We suffered the failure of our last straight ICSI cycle in March this year and have since been looking at Care in Nottingham as an alternative to Bourn Hall as they offer Chicago/immunology testings.

It has taken a lot of chasing between them and my NHS GP to get to the blood test stage and we're almost there.  Except I've been three times to my GP - the first time they forgot to tell me that one of the blood tests meant fasting so we had to cancel.
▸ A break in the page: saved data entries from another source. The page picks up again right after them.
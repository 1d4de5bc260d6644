// SPDX-License-Identifier: AGPL-3.0-or-later
// Copyright (C) 2012-2025 Andrei Maltsev

//! Connections accepted before any neighbor (Hello adjacency) is known for
//! their source address. RFC 5036 would have us close them immediately
//! with a "No Hello" Notification, but doing so trips the remote peer's
//! exponential backoff; instead we park the connection for
//! `PENDING_CONN_TIMEOUT` and give the Hello a chance to arrive first
//! (`pending_conn_new`/`pending_conn_timeout` in the original).

use std::{collections::HashMap, net::IpAddr, time::Duration};

use tokio::{net::TcpStream, time::Instant};

struct PendingEntry {
    stream: TcpStream,
    deadline: Instant,
}

/// At most one pending connection is kept per source address
/// (`pending_conn_find` closes a second attempt outright).
#[derive(Default)]
pub struct PendingConnTable {
    by_addr: HashMap<IpAddr, PendingEntry>,
}

impl PendingConnTable {
    pub fn new() -> Self {
        PendingConnTable { by_addr: HashMap::new() }
    }

    pub fn contains(&self, addr: &IpAddr) -> bool {
        self.by_addr.contains_key(addr)
    }

    /// Registers a newly-accepted connection as pending. Returns `false`
    /// (and does not store anything) if one was already pending for this
    /// address, mirroring `pending_conn_find` returning non-NULL.
    pub fn insert(&mut self, addr: IpAddr, stream: TcpStream, timeout: Duration) -> bool {
        if self.by_addr.contains_key(&addr) {
            return false;
        }
        self.by_addr.insert(
            addr,
            PendingEntry { stream, deadline: Instant::now() + timeout },
        );
        true
    }

    /// Removes and returns a pending connection, e.g. because a Hello just
    /// resolved the neighbor for this address (`pending_conn_del`).
    pub fn remove(&mut self, addr: &IpAddr) -> Option<TcpStream> {
        self.by_addr.remove(addr).map(|e| e.stream)
    }

    pub fn is_empty(&self) -> bool {
        self.by_addr.is_empty()
    }

    pub fn len(&self) -> usize {
        self.by_addr.len()
    }

    /// Waits for the next pending connection to time out and removes it,
    /// returning its address and socket so the caller can send the
    /// "No Hello" notification and close it. Never resolves if the table
    /// is empty; callers select! this against other readiness sources.
    pub async fn next_expired(&mut self) -> (IpAddr, TcpStream) {
        loop {
            let next = self
                .by_addr
                .iter()
                .min_by_key(|(_, e)| e.deadline)
                .map(|(addr, e)| (*addr, e.deadline));
            match next {
                None => std::future::pending::<()>().await,
                Some((addr, deadline)) => {
                    tokio::time::sleep_until(deadline).await;
                    if let Some(entry) = self.by_addr.get(&addr)
                        && entry.deadline <= Instant::now()
                    {
                        let entry = self.by_addr.remove(&addr).expect("just checked");
                        return (addr, entry.stream);
                    }
                },
            }
        }
    }
}

#[cfg(test)]
mod tests {
    use super::*;

    async fn dummy_pair() -> (TcpStream, TcpStream) {
        let listener = tokio::net::TcpListener::bind("127.0.0.1:0").await.expect("bind");
        let addr = listener.local_addr().expect("addr");
        let connect = TcpStream::connect(addr);
        let (accept, connect) = tokio::join!(listener.accept(), connect);
        (accept.expect("accept").0, connect.expect("connect"))
    }

    #[tokio::test]
    async fn rejects_second_pending_for_same_address() {
        let mut table = PendingConnTable::new();
        let addr: IpAddr = "10.0.0.1".parse().expect("addr");
        let (s1, _c1) = dummy_pair().await;
        let (s2, _c2) = dummy_pair().await;

        assert!(table.insert(addr, s1, Duration::from_secs(5)));
        assert!(!table.insert(addr, s2, Duration::from_secs(5)));
        assert_eq!(table.len(), 1);
    }

    #[tokio::test]
    async fn expires_after_timeout() {
        let mut table = PendingConnTable::new();
        let addr: IpAddr = "10.0.0.2".parse().expect("addr");
        let (s1, _c1) = dummy_pair().await;
        table.insert(addr, s1, Duration::from_millis(20));

        let (expired_addr, _stream) = table.next_expired().await;
        assert_eq!(expired_addr, addr);
        assert!(table.is_empty());
    }

    #[tokio::test]
    async fn remove_takes_connection_back_out() {
        let mut table = PendingConnTable::new();
        let addr: IpAddr = "10.0.0.3".parse().expect("addr");
        let (s1, _c1) = dummy_pair().await;
        table.insert(addr, s1, Duration::from_secs(5));

        assert!(table.remove(&addr).is_some());
        assert!(table.is_empty());
    }
}
// SPDX-License-Identifier: AGPL-3.0-or-later
// Copyright (C) 2012-2025 Andrei Maltsev

//! Wire-decode errors and the LDP Notification status codes used to shut
//! down a session (RFC 5036 §3.5.2.1).

use thiserror::Error;

/// Failures that can occur while parsing bytes off the wire, before any
/// protocol-level (session) check can even run.
#[derive(Error, Debug, Clone, PartialEq, Eq)]
pub enum DecodeError {
    #[error("buffer holds {have} bytes, need at least {need}")]
    ShortBuffer { have: usize, need: usize },
    #[error("unsupported LDP version {0}")]
    BadVersion(u16),
    #[error("PDU length {0} is out of the legal [6, max] range")]
    BadPduLength(u16),
    #[error("message length {0} is shorter than the mandatory parameters")]
    BadMessageLength(u16),
}

/// RFC 5036 §3.5.2.1 status codes, reproduced from the original
/// implementation's header constants. Used both as the `StatusCode` TLV
/// value of a Notification message and as the reason recorded when a
/// session is torn down.
#[derive(Debug, Clone, Copy, PartialEq, Eq)]
#[repr(u32)]
pub enum ShutdownStatus {
    Success = 0x0000_0000,
    BadLdpId = 0x0000_0001,
    BadProtoVer = 0x0000_0002,
    BadPduLen = 0x0000_0003,
    UnknownMsg = 0x0000_0004,
    BadMsgLen = 0x0000_0005,
    UnknownTlv = 0x0000_0006,
    BadTlvLen = 0x0000_0007,
    MalformedTlvValue = 0x0000_0008,
    HoldTimerExpired = 0x0000_0009,
    Shutdown = 0x0000_000a,
    LoopDetected = 0x0000_000b,
    UnknownFec = 0x0000_000c,
    NoRoute = 0x0000_000d,
    NoLabelResources = 0x0000_000e,
    LabelResourcesAvailable = 0x0000_000f,
    NoHello = 0x0000_0010,
    ParamAdvertisementMode = 0x0000_0011,
    ParamMaxPduLen = 0x0000_0012,
    ParamLabelRange = 0x0000_0013,
    KeepaliveTimerExpired = 0x0000_0014,
    LabelRequestAborted = 0x0000_0015,
    MissingMsgParams = 0x0000_0016,
    UnsupportedAddressFamily = 0x0000_0017,
    BadKeepaliveTime = 0x0000_0018,
    InternalError = 0x0000_0019,
}

impl ShutdownStatus {
    /// The high bit of a Status TLV's status code marks it "fatal": the
    /// receiver must close the session rather than merely note the error.
    pub const FATAL_BIT: u32 = 0x8000_0000;

    pub fn is_fatal(self) -> bool {
        !matches!(self, ShutdownStatus::Success)
    }

    pub fn wire_value(self) -> u32 {
        if self.is_fatal() {
            self as u32 | Self::FATAL_BIT
        } else {
            self as u32
        }
    }
}

impl From<DecodeError> for ShutdownStatus {
    fn from(err: DecodeError) -> Self {
        match err {
            DecodeError::ShortBuffer { .. } => ShutdownStatus::BadPduLen,
            DecodeError::BadVersion(_) => ShutdownStatus::BadProtoVer,
            DecodeError::BadPduLength(_) => ShutdownStatus::BadPduLen,
            DecodeError::BadMessageLength(_) => ShutdownStatus::BadMsgLen,
        }
    }
}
The second time the nurse wasn't able to get blood from me (I have one lucky vein that wasn't giving up that morning) and on Wednesday we managed just half needed.  I have another test arranged next week and then I have to go to the Care branch in Northants for further blood tests.

I think the seemingly impossible blood tests task is a omen.  And I am starting to wonder if, at 40, I should be starting to somehow adjust to not being a mum.  The frustration of a static life pains me - we can't move house (no idea how many bedrooms!) or make holiday plans as IVF rules us - you know what I mean!  But are these kick responses and me trying to find an excuse or measured responses to what IVF has become - a tiresome and worriesome journey.  We would like to get a pet after losing our elderly dog last year but feel too concerned to do that which is frustrating.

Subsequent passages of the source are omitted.